Gangrene? What a nice image. Off-the-book derivatives are SO SCARY that all of Wall Street realized we could not afford to face the problem...facing the problem would force us to realize that the nations top five banks were leveraged at a rate of $196 trillion (bets in the derivative market) vs roughly $737 billion in assets. Anything goes wrong, with say 2% of the 'bets' and half the banks' equity is wiped out. That's only with 2% losses. What if the losses are 15%?
From Graham Summers' recent post - "A Derivative Time Bomb Waiting To Go Off" --
seekingalpha.com/artic...
" 1. The current notional value of derivatives on US commercial banks’ balance sheets is $203 trillion.
2. 97% of these ($196 trillion) sit on FIVE banks’ balance sheets (more on this shortly)
3. If even 1% of this $203 trillion is “at risk” … you’re talking about $2 TRILLION in at risk bets made in the derivatives market
4. If 10% of that 1% end badly, you’re talking about $200 billion in losses
Total equity at the five banks is $737 billion. So, if you assume that only 1% of derivatives are “at risk” (odds are it’s more) and 10% of that at risk money is lost, you’ve wiped out nearly 1/3 of the banks’ equity.
If 2% of derivatives are “at risk” and 10% of those bets go bad, you’ve wiped out $400 billion or nearly half of the banks’ equity...."
We are standing on the edge of the abyss, looking down. The abyss is looking at us. Ninjas aren't going to help. The banks need to be broken down, reconfigured, kept small.

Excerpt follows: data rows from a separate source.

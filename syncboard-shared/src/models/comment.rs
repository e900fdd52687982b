//! Comment model, threaded discussion queries, and reply-tree assembly

use std::collections::{HashMap, HashSet};

use chrono::{DateTime, Utc};
use serde::{Deserialize, Serialize};
use sqlx::PgPool;
use uuid::Uuid;

/// Comment model for threaded discussions on projects and tasks
///
/// A comment is attached to exactly one of a project or a task; the
/// database enforces this with a CHECK constraint. Threading is stored
/// flat through `parent_comment_id` and assembled into a reply tree
/// only when rendering a response, see [`build_tree`].
///
/// # Schema
///
/// ```sql
/// CREATE TABLE comments (
///     id UUID PRIMARY KEY DEFAULT gen_random_uuid(),
///     project_id UUID REFERENCES projects(id) ON DELETE CASCADE,
///     task_id UUID REFERENCES tasks(id) ON DELETE CASCADE,
///     parent_comment_id UUID REFERENCES comments(id) ON DELETE CASCADE,
///     author_id UUID NOT NULL REFERENCES users(id) ON DELETE CASCADE,
///     content TEXT NOT NULL,
///     created_at TIMESTAMPTZ NOT NULL DEFAULT NOW(),
///     CONSTRAINT comments_attachment_check
///         CHECK ((project_id IS NULL) != (task_id IS NULL))
/// );
/// ```
#[derive(Debug, Clone, Serialize, Deserialize, sqlx::FromRow)]
pub struct Comment {
    /// Unique comment ID (UUID v4)
    pub id: Uuid,

    /// Project attachment; mutually exclusive with `task_id`
    pub project_id: Option<Uuid>,

    /// Task attachment; mutually exclusive with `project_id`
    pub task_id: Option<Uuid>,

    /// Parent comment when this is a reply
    pub parent_comment_id: Option<Uuid>,

    /// Authoring user
    pub author_id: Uuid,

    /// Comment text
    pub content: String,

    /// When the comment was posted
    pub created_at: DateTime<Utc>,
}

/// Input for posting a comment
///
/// Exactly one of `project_id`/`task_id` must be set; callers validate
/// this before insert, the CHECK constraint backs it up.
#[derive(Debug, Clone, Serialize, Deserialize)]
pub struct CreateComment {
    /// Attach to a project discussion
    pub project_id: Option<Uuid>,

    /// Attach to a task discussion
    pub task_id: Option<Uuid>,

    /// Reply target, if any
    pub parent_comment_id: Option<Uuid>,

    /// Authoring user
    pub author_id: Uuid,

    /// Comment text
    pub content: String,
}

/// A comment row joined with its author's display name
#[derive(Debug, Clone, Serialize, Deserialize, sqlx::FromRow)]
pub struct CommentWithAuthor {
    /// Unique comment ID
    pub id: Uuid,

    /// Project attachment
    pub project_id: Option<Uuid>,

    /// Task attachment
    pub task_id: Option<Uuid>,

    /// Parent comment when this is a reply
    pub parent_comment_id: Option<Uuid>,

    /// Authoring user
    pub author_id: Uuid,

    /// Author display name from the users table
    pub author_name: String,

    /// Comment text
    pub content: String,

    /// When the comment was posted
    pub created_at: DateTime<Utc>,
}

/// One node of an assembled reply tree
///
/// Presentation shape only; storage stays flat. The comment fields are
/// flattened into the node so clients see a comment object with a
/// `replies` array.
#[derive(Debug, Clone, Serialize, Deserialize)]
pub struct CommentNode {
    /// The comment itself
    #[serde(flatten)]
    pub comment: CommentWithAuthor,

    /// Direct replies, oldest first
    pub replies: Vec<CommentNode>,
}

impl Comment {
    /// Posts a new comment
    ///
    /// # Arguments
    ///
    /// * `pool` - Database connection pool
    /// * `data` - Comment creation data with exactly one attachment set
    ///
    /// # Returns
    ///
    /// The created comment with generated ID and timestamp
    ///
    /// # Errors
    ///
    /// Returns an error if both or neither attachment is set (CHECK
    /// constraint), if a referenced row does not exist (foreign key), or
    /// if the database operation fails
    ///
    /// # Example
    ///
    /// ```no_run
    /// # use syncboard_shared::models::comment::{Comment, CreateComment};
    /// # use sqlx::PgPool;
    /// # async fn example(pool: PgPool, task_id: uuid::Uuid, user_id: uuid::Uuid) -> Result<(), sqlx::Error> {
    /// let comment = Comment::create(&pool, CreateComment {
    ///     project_id: None,
    ///     task_id: Some(task_id),
    ///     parent_comment_id: None,
    ///     author_id: user_id,
    ///     content: "Looks good to me".to_string(),
    /// }).await?;
    /// println!("Posted comment {}", comment.id);
    /// # Ok(())
    /// # }
    /// ```
    pub async fn create(pool: &PgPool, data: CreateComment) -> Result<Comment, sqlx::Error> {
        let comment = sqlx::query_as::<_, Comment>(
            r#"
            INSERT INTO comments (project_id, task_id, parent_comment_id, author_id, content)
            VALUES ($1, $2, $3, $4, $5)
            RETURNING id, project_id, task_id, parent_comment_id, author_id, content, created_at
            "#,
        )
        .bind(data.project_id)
        .bind(data.task_id)
        .bind(data.parent_comment_id)
        .bind(data.author_id)
        .bind(data.content)
        .fetch_one(pool)
        .await?;

        Ok(comment)
    }

    /// Lists a project's discussion comments with author names, oldest first
    ///
    /// # Errors
    ///
    /// Returns an error if the database operation fails
    pub async fn list_by_project(
        pool: &PgPool,
        project_id: Uuid,
    ) -> Result<Vec<CommentWithAuthor>, sqlx::Error> {
        let comments = sqlx::query_as::<_, CommentWithAuthor>(
            r#"
            SELECT c.id, c.project_id, c.task_id, c.parent_comment_id,
                   c.author_id, u.name AS author_name, c.content, c.created_at
            FROM comments c
            JOIN users u ON u.id = c.author_id
            WHERE c.project_id = $1
            ORDER BY c.created_at ASC
            "#,
        )
        .bind(project_id)
        .fetch_all(pool)
        .await?;

        Ok(comments)
    }

    /// Lists a task's comments with author names, oldest first
    ///
    /// # Errors
    ///
    /// Returns an error if the database operation fails
    pub async fn list_by_task(
        pool: &PgPool,
        task_id: Uuid,
    ) -> Result<Vec<CommentWithAuthor>, sqlx::Error> {
        let comments = sqlx::query_as::<_, CommentWithAuthor>(
            r#"
            SELECT c.id, c.project_id, c.task_id, c.parent_comment_id,
                   c.author_id, u.name AS author_name, c.content, c.created_at
            FROM comments c
            JOIN users u ON u.id = c.author_id
            WHERE c.task_id = $1
            ORDER BY c.created_at ASC
            "#,
        )
        .bind(task_id)
        .fetch_all(pool)
        .await?;

        Ok(comments)
    }
}

/// Assembles flat comment rows into a reply tree
///
/// Rows must arrive ordered by `created_at` ascending; the order is
/// preserved among siblings at every level. Replies whose parent is not
/// in the input (e.g. a reply fetched without its parent) are promoted
/// to roots rather than dropped.
///
/// # Example
///
/// ```no_run
/// # use syncboard_shared::models::comment::{Comment, build_tree};
/// # use sqlx::PgPool;
/// # async fn example(pool: PgPool, task_id: uuid::Uuid) -> Result<(), sqlx::Error> {
/// let rows = Comment::list_by_task(&pool, task_id).await?;
/// let thread = build_tree(rows);
/// println!("{} top-level comments", thread.len());
/// # Ok(())
/// # }
/// ```
pub fn build_tree(rows: Vec<CommentWithAuthor>) -> Vec<CommentNode> {
    let ids: HashSet<Uuid> = rows.iter().map(|row| row.id).collect();

    // Index pass: group rows under their parent, keeping arrival order.
    let mut by_parent: HashMap<Option<Uuid>, Vec<CommentWithAuthor>> = HashMap::new();
    for row in rows {
        let key = row.parent_comment_id.filter(|parent| ids.contains(parent));
        by_parent.entry(key).or_default().push(row);
    }

    attach_replies(None, &mut by_parent)
}

fn attach_replies(
    parent: Option<Uuid>,
    by_parent: &mut HashMap<Option<Uuid>, Vec<CommentWithAuthor>>,
) -> Vec<CommentNode> {
    let rows = by_parent.remove(&parent).unwrap_or_default();

    rows.into_iter()
        .map(|row| {
            let replies = attach_replies(Some(row.id), by_parent);
            CommentNode { comment: row, replies }
        })
        .collect()
}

Too much bank profit means too many Americans are in too much debt. There is an inverse relationship between bank profits and the enslavement of the populace.
On Oct 29 10:52 PM Moon Kil Woong wrote:
> I like your ninja analogy. There is other things stalking the banks
> worse than inflation though, it's called mark-to-market losses and
> off the books derivatives.
>
> Mark-to-market has already stung banks and is like a slow acting
> poison since they can hide their condition with accounting tricks.
>
>
> Off the book derivatives is like gangrene. Already a great portion
> if not all of many too big to fail banks are dead. Thus banks are
> forced to hoard every last bit of zirpish money they can and then
> some to stay alive. The extra comes in the form of service fees and
> churing out even more bad home loans which they can mark up and dumping
> on Fannie and Ginnie Mae, Freddie Mac, and the FHA.
>
> These afflicted banks sucking up all our economic green blood are
> much more likely to die long before the ninja arrives.